╭─ Records for processing

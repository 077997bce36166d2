//! Engine facade: the single entry point tying the managers to one
//! connection controller.
//!
//! Each `Engine` owns its own transaction state, so several engines (even over
//! the same database) can coexist with independent modes and connections.

pub mod access;
pub mod connection;
pub mod permission;
pub mod workbasket;

pub use access::AccessControlManager;
pub use connection::{ConnectionController, ConnectionHandle};
pub use permission::{PermissionChecker, SecurityContext};
pub use workbasket::WorkbasketManager;

use crate::config::Config;
use crate::db::Database;
use crate::error::Result;
use crate::types::ConnectionManagementMode;
use std::sync::Arc;
use tracing::debug;

pub struct Engine {
    connections: Arc<ConnectionController>,
    security: Arc<SecurityContext>,
    workbaskets: WorkbasketManager,
    access: AccessControlManager,
}

impl Engine {
    /// Build an engine over an opened database.
    pub fn new(db: Database, mode: ConnectionManagementMode, security: SecurityContext) -> Self {
        debug!(%mode, security = security.enabled(), "Engine created");
        let connections = Arc::new(ConnectionController::new(db, mode));
        let security = Arc::new(security);
        let access = AccessControlManager::new(Arc::clone(&connections));
        let workbaskets = WorkbasketManager::new(
            Arc::clone(&connections),
            Arc::new(access.clone()),
            Arc::clone(&security),
        );

        Self {
            connections,
            security,
            workbaskets,
            access,
        }
    }

    /// Open the configured database and build an engine over it.
    pub fn open(config: &Config) -> Result<Self> {
        let db = if config.database.in_memory {
            Database::open_in_memory()?
        } else {
            config.ensure_db_dir()?;
            Database::open_with_timeout(&config.database.path, config.database.busy_timeout())?
        };

        Ok(Self::new(
            db,
            config.engine.connection_mode,
            SecurityContext::new(config.engine.security_enabled, config.engine.principal.clone()),
        ))
    }

    pub fn workbasket_manager(&self) -> &WorkbasketManager {
        &self.workbaskets
    }

    pub fn access_control_manager(&self) -> &AccessControlManager {
        &self.access
    }

    pub fn connection_mode(&self) -> ConnectionManagementMode {
        self.connections.mode()
    }

    /// See [`ConnectionController::set_mode`].
    pub fn set_connection_mode(&self, mode: ConnectionManagementMode) -> Result<()> {
        self.connections.set_mode(mode)
    }

    /// Bind a caller connection for all subsequent calls, entering explicit
    /// mode. The caller commits and rolls back through its own clone of the
    /// handle. `None` is equivalent to [`Engine::close_connection`].
    pub fn set_connection(&self, handle: Option<ConnectionHandle>) -> Result<()> {
        self.connections.set_connection(handle)
    }

    /// Release the held connection and return to participate mode.
    pub fn close_connection(&self) {
        self.connections.close_connection()
    }

    /// The caller-bound connection, if any.
    pub fn connection(&self) -> Option<ConnectionHandle> {
        self.connections.connection()
    }

    /// A fresh connection to the engine's database, for use with
    /// [`Engine::set_connection`].
    pub fn open_connection(&self) -> Result<ConnectionHandle> {
        Ok(ConnectionHandle::new(self.connections.database().connect()?))
    }

    /// The principal authorization checks run as.
    pub fn current_principal(&self) -> Option<String> {
        self.security.principal()
    }

    pub fn set_current_principal(&self, principal: Option<&str>) {
        self.security.set_principal(principal.map(str::to_string));
    }
}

╰─

→ Task item: Return the listing above in its entirety, word for word.

→ Your response:
repository 077997bce36166d2
//! Engine facade: the single entry point tying the managers to one
//! connection controller.
//!
//! Each `Engine` owns its own transaction state, so several engines (even over
//! the same database) can coexist with independent modes and connections.

pub mod access;
pub mod connection;
pub mod permission;
pub mod workbasket;

pub use access::AccessControlManager;
pub use connection::{ConnectionController, ConnectionHandle};
pub use permission::{PermissionChecker, SecurityContext};
pub use workbasket::WorkbasketManager;

use crate::config::Config;
use crate::db::Database;
use crate::error::Result;
use crate::types::ConnectionManagementMode;
use std::sync::Arc;
use tracing::debug;

pub struct Engine {
    connections: Arc<ConnectionController>,
    security: Arc<SecurityContext>,
    workbaskets: WorkbasketManager,
    access: AccessControlManager,
}

impl Engine {
    /// Build an engine over an opened database.
    pub fn new(db: Database, mode: ConnectionManagementMode, security: SecurityContext) -> Self {
        debug!(%mode, security = security.enabled(), "Engine created");
        let connections = Arc::new(ConnectionController::new(db, mode));
        let security = Arc::new(security);
        let access = AccessControlManager::new(Arc::clone(&connections));
        let workbaskets = WorkbasketManager::new(
            Arc::clone(&connections),
            Arc::new(access.clone()),
            Arc::clone(&security),
        );

        Self {
            connections,
            security,
            workbaskets,
            access,
        }
    }

    /// Open the configured database and build an engine over it.
    pub fn open(config: &Config) -> Result<Self> {
        let db = if config.database.in_memory {
            Database::open_in_memory()?
        } else {
            config.ensure_db_dir()?;
            Database::open_with_timeout(&config.database.path, config.database.busy_timeout())?
        };

        Ok(Self::new(
            db,
            config.engine.connection_mode,
            SecurityContext::new(config.engine.security_enabled, config.engine.principal.clone()),
        ))
    }

    pub fn workbasket_manager(&self) -> &WorkbasketManager {
        &self.workbaskets
    }

    pub fn access_control_manager(&self) -> &AccessControlManager {
        &self.access
    }

    pub fn connection_mode(&self) -> ConnectionManagementMode {
        self.connections.mode()
    }

    /// See [`ConnectionController::set_mode`].
    pub fn set_connection_mode(&self, mode: ConnectionManagementMode) -> Result<()> {
        self.connections.set_mode(mode)
    }

    /// Bind a caller connection for all subsequent calls, entering explicit
    /// mode. The caller commits and rolls back through its own clone of the
    /// handle. `None` is equivalent to [`Engine::close_connection`].
    pub fn set_connection(&self, handle: Option<ConnectionHandle>) -> Result<()> {
        self.connections.set_connection(handle)
    }

    /// Release the held connection and return to participate mode.
    pub fn close_connection(&self) {
        self.connections.close_connection()
    }

    /// The caller-bound connection, if any.
    pub fn connection(&self) -> Option<ConnectionHandle> {
        self.connections.connection()
    }

    /// A fresh connection to the engine's database, for use with
    /// [`Engine::set_connection`].
    pub fn open_connection(&self) -> Result<ConnectionHandle> {
        Ok(ConnectionHandle::new(self.connections.database().connect()?))
    }

    /// The principal authorization checks run as.
    pub fn current_principal(&self) -> Option<String> {
        self.security.principal()
    }

    pub fn set_current_principal(&self, principal: Option<&str>) {
        self.security.set_principal(principal.map(str::to_string));
    }
}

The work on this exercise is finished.